Metcalf

Development
- Designer: Bill Lapworth
- Location: United States
- Year: 1960
- No. built: 450
- Builder: W. D. Schock Corp
- Role: Racer
- Name: Metcalf

Boat
- Displacement: 130 lb (59 kg)
- Draft: 3.00 ft (0.91 m) with daggerboard down

Hull
- Type: monohull
- Construction: fiberglass
- LOA: 13.00 ft (3.96 m)
- LWL: 12.00 ft (3.66 m)
- Beam: 4.49 ft (1.37 m)

Hull appendages
- Keel: daggerboard
- Rudder: transom-mounted rudder

Rig
- Rig type: Bermuda rig

Sails
- Sailplan: catboat
- Mainsail area: 93.00 sq ft (8.640 m^{2})
- Total sail area: 93.00 sq ft (8.640 m^{2})

= Metcalf (dinghy) =

Sailboat class

The Metcalf is an American sailboat that was designed by Bill Lapworth as a racer and first built in 1960. The boat is named for Darby Metcalf who built the first example.

==Production==
The design was built by W. D. Schock Corp in the United States, starting in 1960, with 450 boats completed, but it is now out of production.

==Design==
The Metcalf is a racing, planing, sailing dinghy, built predominantly of fiberglass, with wood trim.

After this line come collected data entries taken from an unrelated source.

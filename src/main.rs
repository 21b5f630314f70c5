// SPDX-License-Identifier: AGPL-3.0-or-later
//
// Copyright (C) 2026 Relational Network

use std::{net::SocketAddr, time::Duration};

use axum_server::{tls_rustls::RustlsConfig, Handle};
use tokio_util::sync::CancellationToken;
use tracing::{info, warn};
use tracing_subscriber::EnvFilter;

use coursify_server::{
    api::{cors_layer, router},
    auth::{IdentityGate, TokenService},
    config::{ServerConfig, DEFAULT_LOG_FILTER, LOG_FORMAT_ENV},
    state::AppState,
    storage::CourseDatabase,
};

/// Time allowed for in-flight requests after a shutdown signal.
const SHUTDOWN_GRACE: Duration = Duration::from_secs(10);

type BoxError = Box<dyn std::error::Error + Send + Sync>;

fn init_tracing() {
    let filter = EnvFilter::try_from_default_env().unwrap_or_else(|_| EnvFilter::new(DEFAULT_LOG_FILTER));
    let builder = tracing_subscriber::fmt().with_env_filter(filter);

    match std::env::var(LOG_FORMAT_ENV).as_deref() {
        Ok("json") => builder.json().init(),
        _ => builder.pretty().init(),
    }
}

/// Resolve on Ctrl-C or SIGTERM, then cancel `shutdown`.
async fn wait_for_signal(shutdown: CancellationToken) {
    let ctrl_c = async {
        if let Err(e) = tokio::signal::ctrl_c().await {
            warn!(error = %e, "Failed to listen for Ctrl-C");
            std::future::pending::<()>().await;
        }
    };

    #[cfg(unix)]
    let terminate = async {
        match tokio::signal::unix::signal(tokio::signal::unix::SignalKind::terminate()) {
            Ok(mut signal) => {
                signal.recv().await;
            }
            Err(e) => {
                warn!(error = %e, "Failed to listen for SIGTERM");
                std::future::pending::<()>().await;
            }
        }
    };

    #[cfg(not(unix))]
    let terminate = std::future::pending::<()>();

    tokio::select! {
        _ = ctrl_c => {},
        _ = terminate => {},
    }

    info!("Shutdown signal received");
    shutdown.cancel();
}

#[tokio::main]
async fn main() -> Result<(), BoxError> {
    init_tracing();

    // Install the ring crypto provider for rustls (must be done before any TLS operations)
    rustls::crypto::ring::default_provider()
        .install_default()
        .expect("Failed to install rustls crypto provider");

    let config = ServerConfig::from_env()?;

    std::fs::create_dir_all(&config.data_dir)?;
    let db_path = config.database_path();
    let db = CourseDatabase::open(&db_path)?;
    info!(path = %db_path.display(), "Record store opened");

    let tokens = TokenService::new(
        &config.jwt_secret,
        config.access_token_ttl_secs,
        config.refresh_token_ttl_secs,
    );

    if let Some(seed) = &config.seed_admin {
        IdentityGate::new(&db, &tokens)
            .ensure_admin(&seed.email, seed.password.clone())
            .await?;
    }

    let state = AppState::new(db, tokens, config.login_rate_limit);
    let app = router(state, cors_layer(&config.cors_allowed_origins))
        .into_make_service_with_connect_info::<SocketAddr>();

    let shutdown = CancellationToken::new();
    let handle = Handle::new();
    tokio::spawn(wait_for_signal(shutdown.clone()));
    {
        let handle = handle.clone();
        let shutdown = shutdown.clone();
        tokio::spawn(async move {
            shutdown.cancelled().await;
            handle.graceful_shutdown(Some(SHUTDOWN_GRACE));
        });
    }

    let addr = config.bind_addr;
    match &config.tls {
        Some(tls) => {
            let tls_config = RustlsConfig::from_pem_file(&tls.cert, &tls.key).await?;
            info!(%addr, "Coursify listening on https (docs at /docs)");
            axum_server::bind_rustls(addr, tls_config)
                .handle(handle)
                .serve(app)
                .await?;
        }
        None => {
            info!(%addr, "Coursify listening on http (docs at /docs)");
            axum_server::bind(addr).handle(handle).serve(app).await?;
        }
    }

    info!("Server stopped");
    Ok(())
}
// SPDX-License-Identifier: AGPL-3.0-or-later
//
// Copyright (C) 2026 Relational Network

//! Course catalog: courses, lessons and the joins other modules render them
//! with.

pub mod joins;
pub mod registry;

pub use registry::CourseRegistry;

It has a cat rig with an anodized aluminum mast and stainless steel standing rigging. The hull has a raked stem, a plumb transom, a transom-hung rudder controlled by a tiller and a retractable daggerboard. It displaces 130 lb.

The boat has a draft of 3.00 ft with the daggerboard extended and 6 in with it retracted, allowing operation in shallow water, beaching or ground transportation on a trailer or car roof top.

The design has a hull speed of 4.64 kn.